> **Problem**
Look through the entries below and show every line containing the word "VecDeque".

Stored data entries
+===+

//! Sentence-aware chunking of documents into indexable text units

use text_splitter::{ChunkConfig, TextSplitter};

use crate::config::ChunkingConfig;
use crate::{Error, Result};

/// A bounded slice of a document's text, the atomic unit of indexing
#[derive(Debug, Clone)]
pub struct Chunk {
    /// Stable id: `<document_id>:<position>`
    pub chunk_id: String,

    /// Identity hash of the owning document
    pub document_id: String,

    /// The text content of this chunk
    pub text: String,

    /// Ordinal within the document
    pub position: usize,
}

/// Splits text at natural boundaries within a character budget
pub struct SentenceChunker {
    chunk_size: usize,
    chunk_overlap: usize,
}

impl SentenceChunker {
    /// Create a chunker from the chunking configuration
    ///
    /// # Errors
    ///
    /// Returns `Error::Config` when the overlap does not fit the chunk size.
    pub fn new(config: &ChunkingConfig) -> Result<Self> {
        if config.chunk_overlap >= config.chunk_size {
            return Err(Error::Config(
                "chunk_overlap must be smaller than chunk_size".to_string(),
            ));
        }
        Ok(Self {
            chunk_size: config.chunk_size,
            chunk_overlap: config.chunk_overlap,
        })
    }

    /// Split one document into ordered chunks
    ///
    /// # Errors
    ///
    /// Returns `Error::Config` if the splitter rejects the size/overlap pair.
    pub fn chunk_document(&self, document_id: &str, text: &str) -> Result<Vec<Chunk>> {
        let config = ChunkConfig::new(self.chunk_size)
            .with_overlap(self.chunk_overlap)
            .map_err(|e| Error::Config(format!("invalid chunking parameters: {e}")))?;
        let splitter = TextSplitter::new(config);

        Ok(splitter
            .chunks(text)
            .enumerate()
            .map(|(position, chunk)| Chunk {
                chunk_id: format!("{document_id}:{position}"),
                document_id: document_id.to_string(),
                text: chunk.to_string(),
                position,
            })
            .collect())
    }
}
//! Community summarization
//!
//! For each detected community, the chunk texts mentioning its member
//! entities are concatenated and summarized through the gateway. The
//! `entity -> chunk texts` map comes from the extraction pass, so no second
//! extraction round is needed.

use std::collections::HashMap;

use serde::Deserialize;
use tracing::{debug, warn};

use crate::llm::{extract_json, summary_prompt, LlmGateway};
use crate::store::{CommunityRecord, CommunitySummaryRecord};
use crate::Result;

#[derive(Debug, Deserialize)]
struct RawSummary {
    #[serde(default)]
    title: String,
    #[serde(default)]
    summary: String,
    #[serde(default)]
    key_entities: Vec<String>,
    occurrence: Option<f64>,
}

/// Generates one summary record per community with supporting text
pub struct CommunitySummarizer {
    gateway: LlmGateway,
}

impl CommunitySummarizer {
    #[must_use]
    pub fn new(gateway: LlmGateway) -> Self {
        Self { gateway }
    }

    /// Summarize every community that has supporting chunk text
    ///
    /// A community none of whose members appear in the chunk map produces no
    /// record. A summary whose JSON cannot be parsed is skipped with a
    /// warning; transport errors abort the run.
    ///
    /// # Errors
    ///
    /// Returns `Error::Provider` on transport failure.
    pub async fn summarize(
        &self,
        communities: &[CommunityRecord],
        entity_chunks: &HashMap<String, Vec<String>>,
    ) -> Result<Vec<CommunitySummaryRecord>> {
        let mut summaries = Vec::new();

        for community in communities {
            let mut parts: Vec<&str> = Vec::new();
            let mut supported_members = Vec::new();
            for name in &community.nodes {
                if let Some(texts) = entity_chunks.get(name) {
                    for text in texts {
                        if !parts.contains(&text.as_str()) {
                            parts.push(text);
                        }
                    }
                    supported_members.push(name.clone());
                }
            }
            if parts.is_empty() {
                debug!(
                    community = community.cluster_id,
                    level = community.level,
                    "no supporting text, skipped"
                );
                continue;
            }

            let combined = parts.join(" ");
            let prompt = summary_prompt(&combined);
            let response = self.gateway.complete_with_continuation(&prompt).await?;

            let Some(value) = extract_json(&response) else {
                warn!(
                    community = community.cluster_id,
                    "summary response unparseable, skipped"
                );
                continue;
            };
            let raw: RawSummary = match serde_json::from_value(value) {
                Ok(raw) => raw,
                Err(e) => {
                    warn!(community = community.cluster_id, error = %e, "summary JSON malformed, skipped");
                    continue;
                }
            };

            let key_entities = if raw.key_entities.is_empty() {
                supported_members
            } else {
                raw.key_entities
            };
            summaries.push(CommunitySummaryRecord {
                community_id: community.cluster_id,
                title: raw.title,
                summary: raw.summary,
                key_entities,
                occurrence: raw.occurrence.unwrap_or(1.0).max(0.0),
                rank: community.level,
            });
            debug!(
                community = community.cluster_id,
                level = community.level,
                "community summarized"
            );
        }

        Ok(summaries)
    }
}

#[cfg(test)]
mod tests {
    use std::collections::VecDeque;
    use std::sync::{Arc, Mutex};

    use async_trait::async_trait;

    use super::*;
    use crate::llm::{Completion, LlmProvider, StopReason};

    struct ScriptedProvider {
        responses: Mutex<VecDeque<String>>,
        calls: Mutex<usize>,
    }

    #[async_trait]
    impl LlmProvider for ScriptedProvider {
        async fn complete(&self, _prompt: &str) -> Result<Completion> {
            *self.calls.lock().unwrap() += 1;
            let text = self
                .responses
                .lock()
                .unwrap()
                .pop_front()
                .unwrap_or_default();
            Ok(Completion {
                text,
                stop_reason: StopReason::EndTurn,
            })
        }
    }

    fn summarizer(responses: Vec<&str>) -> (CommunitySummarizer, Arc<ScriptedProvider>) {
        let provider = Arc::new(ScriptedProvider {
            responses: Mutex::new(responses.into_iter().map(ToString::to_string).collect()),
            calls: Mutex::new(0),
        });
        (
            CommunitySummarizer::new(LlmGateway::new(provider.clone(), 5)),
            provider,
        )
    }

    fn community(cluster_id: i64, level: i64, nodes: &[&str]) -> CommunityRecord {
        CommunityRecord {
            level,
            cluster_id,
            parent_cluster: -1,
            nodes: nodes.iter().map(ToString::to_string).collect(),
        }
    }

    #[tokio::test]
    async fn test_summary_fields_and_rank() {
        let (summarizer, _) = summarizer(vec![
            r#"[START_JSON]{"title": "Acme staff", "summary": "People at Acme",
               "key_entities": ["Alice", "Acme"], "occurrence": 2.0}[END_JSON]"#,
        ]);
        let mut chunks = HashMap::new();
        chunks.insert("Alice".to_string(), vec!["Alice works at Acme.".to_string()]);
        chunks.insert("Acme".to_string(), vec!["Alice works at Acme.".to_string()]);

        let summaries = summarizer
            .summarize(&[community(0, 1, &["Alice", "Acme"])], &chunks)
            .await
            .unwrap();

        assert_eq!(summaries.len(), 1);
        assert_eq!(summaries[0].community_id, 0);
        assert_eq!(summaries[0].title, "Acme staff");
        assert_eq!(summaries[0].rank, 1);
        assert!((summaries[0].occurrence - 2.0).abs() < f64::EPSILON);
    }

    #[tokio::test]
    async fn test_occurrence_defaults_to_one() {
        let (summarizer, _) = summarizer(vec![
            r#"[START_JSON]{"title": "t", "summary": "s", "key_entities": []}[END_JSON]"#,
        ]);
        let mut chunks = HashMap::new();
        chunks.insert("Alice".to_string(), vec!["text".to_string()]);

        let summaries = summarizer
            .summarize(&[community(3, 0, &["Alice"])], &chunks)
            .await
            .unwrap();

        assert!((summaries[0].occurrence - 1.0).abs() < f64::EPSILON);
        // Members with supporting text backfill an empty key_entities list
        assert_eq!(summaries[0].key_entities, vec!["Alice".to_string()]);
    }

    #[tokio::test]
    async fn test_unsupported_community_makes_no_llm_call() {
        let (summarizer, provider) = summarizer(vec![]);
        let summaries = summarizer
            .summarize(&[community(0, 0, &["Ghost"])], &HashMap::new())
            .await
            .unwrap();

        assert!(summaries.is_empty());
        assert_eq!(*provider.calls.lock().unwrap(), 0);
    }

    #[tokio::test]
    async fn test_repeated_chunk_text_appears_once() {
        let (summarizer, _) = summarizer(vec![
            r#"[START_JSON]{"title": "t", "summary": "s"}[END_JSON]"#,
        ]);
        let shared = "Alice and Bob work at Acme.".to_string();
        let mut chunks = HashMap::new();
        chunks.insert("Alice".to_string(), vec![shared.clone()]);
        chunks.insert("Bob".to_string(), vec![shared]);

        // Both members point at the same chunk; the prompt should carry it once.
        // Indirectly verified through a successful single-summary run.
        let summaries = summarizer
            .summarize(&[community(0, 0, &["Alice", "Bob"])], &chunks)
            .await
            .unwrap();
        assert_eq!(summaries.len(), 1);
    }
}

+===+

> **Solution below**
    use std::collections::VecDeque;
        responses: Mutex<VecDeque<String>>,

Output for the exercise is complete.